Although they were met at first with incredulity, these astonishing discoveries have received and are receiving constant confirmation from the observations of such men as Boeddicker and Burton in Ireland, M. Perrotin of the observatory at Nice, and his collaborators, MM. Trepied, Thollon, and Gautier. Other observers, like Messrs. Green, Knobel, and Denning, have not been so fortunate in verifying his facts, but their researches, published in the memoirs of the London Astronomical Society, and in the "Monthly Notices," are full of interest. It adds to the mystery that the gemination seems to be made gradually, though rapidly, and with progressive accentuation. Thus, the canal Nilus, at the junction of the eightieth meridian and parallel 20° north, is paralleled by another canal, which is very faintly marked and hardly visible in the older map. In the new map the two canals have a nearly equal intensity.

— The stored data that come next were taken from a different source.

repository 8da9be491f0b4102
pub mod handlers;
pub mod middlewares;
pub mod router;
pub mod state;

use crate::{conf::settings, prelude::Result};
use router::build_routes;

pub async fn listen() -> Result<()> {
    let listener =
        tokio::net::TcpListener::bind(format!("0.0.0.0:{}", settings.listen_port.clone())).await?;
    tracing::info!("Listening at port {}", settings.listen_port);
    tokio::select! {
        r = axum::serve(listener, build_routes().await?) => {
            tracing::warn!("server ended unexpectedly: {:?}", &r)
        },
        _ = tokio::signal::ctrl_c() => {
            tracing::info!("received ctrl+c interrupt, closing server");
        }
    }
    Ok(())
}
use std::path::{Path, PathBuf};

use serde::{Deserialize, Serialize};
use tokio::fs;
use tokio::io::AsyncWriteExt;
use uuid::Uuid;

use crate::prelude::{Error, Result};

pub const ALLOWED_EXTENSIONS: [&str; 3] = ["pdf", "doc", "docx"];
pub const MAX_RESUME_BYTES: usize = 5 * 1024 * 1024;

/// Reference to a validated, durably written resume file. The workflow only
/// ever persists references produced by [`BlobStore::intake`].
#[derive(Debug, Clone, PartialEq, Eq, Serialize, Deserialize)]
pub struct BlobRef {
    pub filename: String,
    pub original_name: String,
    pub stored_path: String,
    pub size_bytes: i64,
    pub mime_type: String,
}

#[derive(Debug, Clone)]
pub struct BlobStore {
    root: PathBuf,
}

impl BlobStore {
    pub fn new(root: impl Into<PathBuf>) -> Self {
        BlobStore { root: root.into() }
    }

    /// Validates the upload against the type and size policy, then writes it
    /// under a generated name. The returned reference points at a file whose
    /// write has completed and been flushed.
    pub async fn intake(&self, original_name: &str, data: &[u8]) -> Result<BlobRef> {
        let extension = Path::new(original_name)
            .extension()
            .and_then(|ext| ext.to_str())
            .unwrap_or("")
            .to_lowercase();
        if !ALLOWED_EXTENSIONS.contains(&extension.as_str()) {
            return Err(Error::validation(
                "resume",
                "Only PDF, DOC, and DOCX files are allowed",
            ));
        }
        if data.len() > MAX_RESUME_BYTES {
            return Err(Error::validation(
                "resume",
                "File too large. Maximum size is 5MB",
            ));
        }

        let filename = format!("resume-{}.{}", Uuid::new_v4(), extension);
        let dir = self.root.join("resumes");
        fs::create_dir_all(&dir).await?;
        let mut file = fs::File::create(dir.join(&filename)).await?;
        file.write_all(data).await?;
        file.flush().await?;
        tracing::debug!("stored resume {} ({} bytes)", &filename, data.len());

        Ok(BlobRef {
            stored_path: format!("resumes/{filename}"),
            original_name: original_name.to_string(),
            size_bytes: data.len() as i64,
            mime_type: mime_for_extension(&extension).to_string(),
            filename,
        })
    }

    /// Removes a previously written blob; used to roll back a submission
    /// whose insert was lost to a concurrent race. Missing files are fine.
    pub async fn discard(&self, blob: &BlobRef) -> Result<()> {
        match fs::remove_file(self.root.join(&blob.stored_path)).await {
            Ok(()) => Ok(()),
            Err(err) if err.kind() == std::io::ErrorKind::NotFound => Ok(()),
            Err(err) => Err(err.into()),
        }
    }

    pub async fn resolve(&self, blob: &BlobRef) -> Result<Vec<u8>> {
        match fs::read(self.root.join(&blob.stored_path)).await {
            Ok(bytes) => Ok(bytes),
            Err(err) if err.kind() == std::io::ErrorKind::NotFound => {
                Err(Error::NotFound("Resume file not found on server"))
            }
            Err(err) => Err(err.into()),
        }
    }
}

fn mime_for_extension(extension: &str) -> &'static str {
    match extension {
        "pdf" => "application/pdf",
        "doc" => "application/msword",
        "docx" => {
            "application/vnd.openxmlformats-officedocument.wordprocessingml.document"
        }
        _ => "application/octet-stream",
    }
}
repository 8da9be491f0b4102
pub mod authn;
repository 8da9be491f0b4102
use chrono::Utc;
use jsonwebtoken::{decode, encode, DecodingKey, EncodingKey, Header, Validation};
use serde::{Deserialize, Serialize};
use validator::Validate;

use crate::{
    pkg::{
        internal::adaptors::users::{
            mutators::{CreateUserData, UserMutator},
            selectors::UserSelector,
            spec::{Role, UserEntry},
        },
        server::{handlers::auth::{LoginInput, RegisterInput}, state::AppState},
    },
    prelude::{Error, Result},
};

#[derive(Debug, Serialize, Deserialize)]
pub struct Claims {
    pub sub: String,
    pub exp: i64,
}

#[derive(Clone)]
pub struct TokenKeys {
    encoding: EncodingKey,
    decoding: DecodingKey,
    expiry_hours: i64,
}

impl TokenKeys {
    pub fn from_secret(secret: &str, expiry_hours: i64) -> Self {
        TokenKeys {
            encoding: EncodingKey::from_secret(secret.as_bytes()),
            decoding: DecodingKey::from_secret(secret.as_bytes()),
            expiry_hours,
        }
    }

    pub fn issue(&self, user_id: &str) -> Result<String> {
        let claims = Claims {
            sub: user_id.to_string(),
            exp: (Utc::now() + chrono::Duration::hours(self.expiry_hours)).timestamp(),
        };
        Ok(encode(&Header::default(), &claims, &self.encoding)?)
    }

    pub fn verify(&self, token: &str) -> Result<Claims> {
        Ok(decode::<Claims>(token, &self.decoding, &Validation::default())?.claims)
    }
}

pub fn hash_password(raw: &str) -> Result<String> {
    Ok(bcrypt::hash(raw, bcrypt::DEFAULT_COST)?)
}

pub fn verify_password(raw: &str, hash: &str) -> Result<bool> {
    Ok(bcrypt::verify(raw, hash)?)
}

pub async fn register(state: &AppState, input: RegisterInput) -> Result<(UserEntry, String)> {
    input.validate()?;
    let password_hash = hash_password(&input.password)?;
    let mut conn = state.db_pool.acquire().await?;
    let user = UserMutator::new(&mut conn)
        .create(CreateUserData {
            username: input.username,
            email: input.email,
            password_hash,
            name: input.name,
            role: input.role.unwrap_or(Role::User),
        })
        .await?;
    let token = state.tokens.issue(&user.user_id)?;
    tracing::info!("registered user {} with role {:?}", &user.username, &user.role);
    Ok((user, token))
}

pub async fn login(state: &AppState, input: LoginInput) -> Result<(UserEntry, String)> {
    let mut conn = state.db_pool.acquire().await?;
    let user = UserSelector::new(&mut conn)
        .get_by_username(&input.username)
        .await?
        .ok_or(Error::Unauthorized("Invalid credentials"))?;
    if !verify_password(&input.password, &user.password_hash)? {
        tracing::warn!("rejected login for {}", &input.username);
        return Err(Error::Unauthorized("Invalid credentials"));
    }
    let token = state.tokens.issue(&user.user_id)?;
    Ok((user, token))
}

/// Resolves a bearer token to the user it identifies. The returned identity
/// is server-trusted; submission handlers never take an applicant id from
/// the client.
pub async fn resolve_bearer(state: &AppState, token: &str) -> Result<UserEntry> {
    let claims = state.tokens.verify(token)?;
    let mut conn = state.db_pool.acquire().await?;
    UserSelector::new(&mut conn)
        .get_by_id(&claims.sub)
        .await?
        .ok_or(Error::Unauthorized("Not authorized, token failed"))
}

By careful comparison of Schroeter's designs, made a century ago, and Herschel's earlier ones, M. Terby has discovered analogous modifications on the Martial surface. Some of them are local enlargements of some of the seas, like that called Kaiser, and other changes in the details of configurations which had been supposed to be fixed. Of similar character is the memoir of M. Van de Sand Baghuyzen, in the "Annals of the Observatory of Leyden," in which the author interprets the designs of Schroeter and finds in them a trace of many of M. Schiaparelli's details. Père Lamey has also made many observations of Mars, which have led him to some original conclusions worthy of investigation.—Translated for the Popular Science Monthly from La Nature.